# Tutal



## Inglip

What does the word Tuttal mean?

It's from a Tagalog story book I bought. The sentence is:

"Maybe, pero kapag hindi mo ibinigay ang number mo, tatamarin na siguro akong umattend sa subject ni Mrs. Ignacio. Tutal, boring namang magturo iyon."

I translate this to:

Maybe, but if you don't give your number, I'm not going to attended Mrs. Ignacio's  class/subject.( Tutal ), the teaching there is also boring.

I don't know if that is a perfect translation, but I hope I at least get the jist of this story .

Thanks!


----------



## 082486

tutal = maybe it's just an expression.

You can try...

Maybe, but if you will not give your number, probably I won't feel like attending Mrs. Ignacio's subject anymore. (I may get lazy attending Mrs. Ignacio's subject. Since/Anyway, she's boring when she teach. or Since/Anyway, her teaching is boring. 

I can't think of the exact translation for "tatamarin" (future tense of tamad)
It comes from the word tamad which means lazy.


----------



## DotterKat

*Tutal* is an adverb that best translates to *besides, furthermore, moreover, since, anyway*, etc. In your example, it modifies the sentence or clause before it in the sense of giving additional information in support of it.

"Maybe, pero kapag hindi mo ibinigay ang number mo, tatamarin na siguro  akong umattend sa subject ni Mrs. Ignacio. Tutal, boring namang magturo  iyon."

Maybe, but if you don't give (me) your (phone) number, I won't feel inclined to attend Mrs. Ignacio's class; _*besides*_, she's boring (I find her style of teaching boring).

The last portion introduced by the adverb _besides_ can be in the form of a clause (separated by a semicolon) or a separate sentence. In either case, it modifies the previous clause or sentence.


----------



## Inglip

Thanks guys!


----------



## mataripis

Inglip said:


> What does the word Tuttal mean?
> 
> It's from a Tagalog story book I bought. The sentence is:
> 
> "Maybe, pero kapag hindi mo ibinigay ang number mo, tatamarin na siguro akong umattend sa subject ni Mrs. Ignacio. Tutal, boring namang magturo iyon."
> 
> I translate this to:
> 
> Maybe, but if you don't give your number, I'm not going to attended Mrs.
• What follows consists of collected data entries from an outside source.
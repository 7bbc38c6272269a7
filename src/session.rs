//! Per-screen controllers.
//!
//! Each screen owns its state explicitly. Loads commit their results only once
//! every request has finished, so a failed or abandoned load leaves whatever
//! the screen showed before untouched. The pure functions in `search`,
//! `topics` and `stats` run over borrowed snapshots of that state.
use serde::Serialize;
use tracing::{error, info, instrument};

use crate::api::{ClassRepository, EducatorAi, FetchError};
use crate::model::{
    AttendanceRecord, ClassDetail, ClassSummary, Comment, GradeRecord, RosterEntry, StudentDetail,
    StudentRef, Topic,
};
use crate::roster::{build_roster, build_roster_concurrent};
use crate::search;
use crate::stats::{self, RosterStats};
use crate::topics;

pub const STUDENTS_ALERT: &str = "Failed to load students. Please try again.";
pub const CLASSES_ALERT: &str = "Failed to load classes. Please try again.";
pub const CLASS_ALERT: &str = "Failed to load class data. Please try again.";
pub const STUDENT_ALERT: &str = "Failed to load student data. Please try again.";
pub const AI_ALERT: &str = "Failed to get AI response.";

/// Students shown in the class preview list.
pub const CLASS_PREVIEW_LEN: usize = 3;
/// Grade chips shown on the student profile.
pub const RECENT_GRADES_LEN: usize = 4;

/// Holds a screen's loading flag up for as long as a load is in flight.
/// The flag drops back when the load finishes or its future is dropped.
struct LoadingFlag<'a>(&'a mut bool);

impl<'a> LoadingFlag<'a> {
    fn raise(flag: &'a mut bool) -> Self {
        *flag = true;
        Self(flag)
    }
}

impl Drop for LoadingFlag<'_> {
    fn drop(&mut self) {
        *self.0 = false;
    }
}

#[derive(Debug, Default)]
pub struct ClassesScreen {
    classes: Vec<ClassSummary>,
    loading: bool,
    alert: Option<String>,
}

impl ClassesScreen {
    pub fn classes(&self) -> &[ClassSummary] {
        &self.classes
    }

    pub fn is_loading(&self) -> bool {
        self.loading
    }

    pub fn alert(&self) -> Option<&str> {
        self.alert.as_deref()
    }

    #[instrument(skip_all)]
    pub async fn refresh(&mut self, repo: &dyn ClassRepository) -> Result<(), FetchError> {
        let result = {
            let _loading = LoadingFlag::raise(&mut self.loading);
            repo.list_classes().await
        };
        match result {
            Ok(classes) => {
                self.classes = classes;
                self.alert = None;
                Ok(())
            }
            Err(err) => {
                error!(%err, "error fetching classes");
                self.alert = Some(CLASSES_ALERT.to_string());
                Err(err)
            }
        }
    }
}

/// The all-students screen: roster, search box and roll-up counts.
#[derive(Debug, Default)]
pub struct StudentsScreen {
    concurrent: bool,
    classes: Vec<ClassSummary>,
    roster: Vec<RosterEntry>,
    skipped: Vec<i64>,
    query: String,
    loading: bool,
    alert: Option<String>,
}

impl StudentsScreen {
    pub fn new(concurrent: bool) -> Self {
        Self {
            concurrent,
            ..Default::default()
        }
    }

    pub fn roster(&self) -> &[RosterEntry] {
        &self.roster
    }

    pub fn classes(&self) -> &[ClassSummary] {
        &self.classes
    }

    /// Classes left out of the last successful load.
    pub fn skipped_classes(&self) -> &[i64] {
        &self.skipped
    }

    pub fn is_loading(&self) -> bool {
        self.loading
    }

    pub fn alert(&self) -> Option<&str> {
        self.alert.as_deref()
    }

    pub fn dismiss_alert(&mut self) {
        self.alert = None;
    }

    pub fn query(&self) -> &str {
        &self.query
    }

    pub fn set_query(&mut self, query: impl Into<String>) {
        self.query = query.into();
    }

    pub fn visible(&self) -> Vec<RosterEntry> {
        search::filter(&self.roster, &self.query)
    }

    pub fn stats(&self) -> RosterStats {
        stats::roster_stats(&self.roster, self.classes.len())
    }

    pub fn empty_message(&self) -> String {
        if self.query.is_empty() {
            "No students yet. Add students to your classes to see them here.".to_string()
        } else {
            format!(
                "No students match \"{}\". Try a different search term.",
                self.query
            )
        }
    }

    #[instrument(skip_all, fields(concurrent = self.concurrent))]
    pub async fn refresh(&mut self, repo: &dyn ClassRepository) -> Result<(), FetchError> {
        let loaded = {
            let _loading = LoadingFlag::raise(&mut self.loading);
            match repo.list_classes().await {
                Ok(classes) => {
                    let roster = if self.concurrent {
                        build_roster_concurrent(repo, &classes).await
                    } else {
                        build_roster(repo, &classes).await
                    };
                    Ok((classes, roster))
                }
                Err(err) => Err(err),
            }
        };
        let (classes, roster) = match loaded {
            Ok(loaded) => loaded,
            Err(err) => {
                error!(%err, "error fetching students");
                self.alert = Some(STUDENTS_ALERT.to_string());
                return Err(err);
            }
        };
        info!(
            classes = classes.len(),
            students = roster.entries.len(),
            skipped = roster.skipped.len(),
            "roster loaded"
        );

        self.skipped = roster.skipped.iter().map(|s| s.class_id).collect();
        self.roster = roster.entries;
        self.classes = classes;
        self.alert = None;
        Ok(())
    }
}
Ignacio's  class/subject.( Tutal ), the teaching there is also boring.
> 
> I don't know if that is a perfect translation, but I hope I at least get the jist of this story .
> 
> Thanks!


Tutal= the reason is      This word is puzzle to me if its Tagalog or English(total)(The end product)  other Tagalog term for this is "Gayon din naman"/Ganon naman pala.


----------